━━━━━ MATERIAL SUPPLIED

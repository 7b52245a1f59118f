// 该文件是 Gongga （贡嘎雪线） 项目的一部分。
// src/backend.rs - 推理后端与协作方接口
//
// 本文件根据 Apache 许可证第 2.0 版（以下简称“许可证”）授权使用；
// 除非遵守该许可证条款，否则您不得使用本文件。
// 您可通过以下网址获取许可证副本：
// http://www.apache.org/licenses/LICENSE-2.0
// 除非适用法律要求或书面同意，根据本许可协议分发的软件均按“原样”提供，
// 不附带任何形式的明示或暗示的保证或条件。
// 有关许可权限与限制的具体条款，请参阅本许可协议。
//
// Copyright (C) 2026 Johann Li <me@qinka.pro>, Wareless Group

use std::path::Path;

use crate::buffer::FrameView;
use crate::frame::PixelFrame;

/// 网络输入形状。
#[derive(Debug, Clone, Copy, PartialEq, Eq)]
pub struct InputShape {
  pub width: usize,
  pub height: usize,
  pub channels: usize,
}

/// 最终检测层的几何参数。候选框总数 `N = width * height * boxes_per_cell`，
/// 每个候选框携带 `coords` 个坐标（前 4 个是框，其余为掩码坐标）、
/// 1 个目标置信度与 `classes` 个类别得分。
#[derive(Debug, Clone, Copy, PartialEq, Eq)]
pub struct LayerGeometry {
  pub width: usize,
  pub height: usize,
  pub boxes_per_cell: usize,
  pub classes: usize,
  pub coords: usize,
}

impl LayerGeometry {
  pub fn cell_count(&self) -> usize {
    self.width * self.height * self.boxes_per_cell
  }

  pub fn prob_len(&self) -> usize {
    self.classes + 1
  }

  pub fn has_masks(&self) -> bool {
    self.coords > 4
  }

  pub fn mask_len(&self) -> usize {
    self.coords.saturating_sub(4)
  }

  /// 单个候选框在原始输出中的条目长度。
  pub fn entry_len(&self) -> usize {
    self.coords + 1 + self.classes
  }

  /// 整个检测层原始输出的长度。
  pub fn output_len(&self) -> usize {
    self.cell_count() * self.entry_len()
  }
}

/// 一次前向传播的原始网络输出。
#[derive(Debug, Clone)]
pub struct RawOutput {
  pub data: Box<[f32]>,
}

/// 已加载的网络：前向传播引擎。
pub trait Network {
  type Error: std::error::Error + Send + Sync + 'static;

  fn input_shape(&self) -> InputShape;
  fn detection_geometry(&self) -> LayerGeometry;
  fn forward(
    &mut self,
    frame: &PixelFrame,
    pool: &rayon::ThreadPool,
  ) -> Result<RawOutput, Self::Error>;
}

/// 模型加载器：从网络结构与权重文件构造 [`Network`]。
pub trait NetworkLoader {
  type Network: Network;
  type Error: std::error::Error + Send + Sync + 'static;

  fn load(&self, config: &Path, weights: &Path) -> Result<Self::Network, Self::Error>;
}

/// 图像管线：解码内存中的图像字节并信箱缩放到网络输入尺寸。
/// 逐行/逐平面的工作在会话的工作线程池上执行。
pub trait ImagePipeline {
  type Error: std::error::Error + Send + Sync + 'static;

  fn decode_from_memory(
    &self,
    bytes: &[u8],
    channels: usize,
    pool: &rayon::ThreadPool,
  ) -> Result<PixelFrame, Self::Error>;

  fn letterbox(
    &self,
    frame: &PixelFrame,
    width: usize,
    height: usize,
    pool: &rayon::ThreadPool,
  ) -> Result<PixelFrame, Self::Error>;
}

/// 框解码器：把原始网络输出解码进已准备好的缓冲区视图。
pub trait BoxDecoder {
  type Error: std::error::Error + Send + Sync + 'static;

  #[allow(clippy::too_many_arguments)]
  fn decode_boxes(
    &self,
    geometry: &LayerGeometry,
    image_size: (usize, usize),
    net_size: (usize, usize),
    threshold: f32,
    hier_threshold: f32,
    raw: &RawOutput,
    view: FrameView<'_>,
  ) -> Result<(), Self::Error>;
}

#[cfg(feature = "replay_backend")]
mod replay;
#[cfg(feature = "replay_backend")]
pub use self::replay::{ReplayError, ReplayLoader, ReplayNetwork};

#[cfg(test)]
mod tests {
  use super::*;

  #[test]
  fn geometry_derived_sizes() {
    let geometry = LayerGeometry {
      width: 13,
      height: 13,
      boxes_per_cell: 5,
      classes: 20,
      coords: 4,
    };

    assert_eq!(geometry.cell_count(), 845);
    assert_eq!(geometry.prob_len(), 21);
    assert!(!geometry.has_masks());
    assert_eq!(geometry.mask_len(), 0);
    assert_eq!(geometry.entry_len(), 25);
    assert_eq!(geometry.output_len(), 845 * 25);
  }

  #[test]
  fn masks_follow_coords() {
    let geometry = LayerGeometry {
      width: 2,
      height: 2,
      boxes_per_cell: 3,
      classes: 5,
      coords: 8,
    };

    assert!(geometry.has_masks());
    assert_eq!(geometry.mask_len(), 4);
  }
}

━━━━━━━━━━

Only lines with the word "trait" are wanted; pull each of them from the records.

pub trait Network {
pub trait NetworkLoader {
pub trait ImagePipeline {
pub trait BoxDecoder {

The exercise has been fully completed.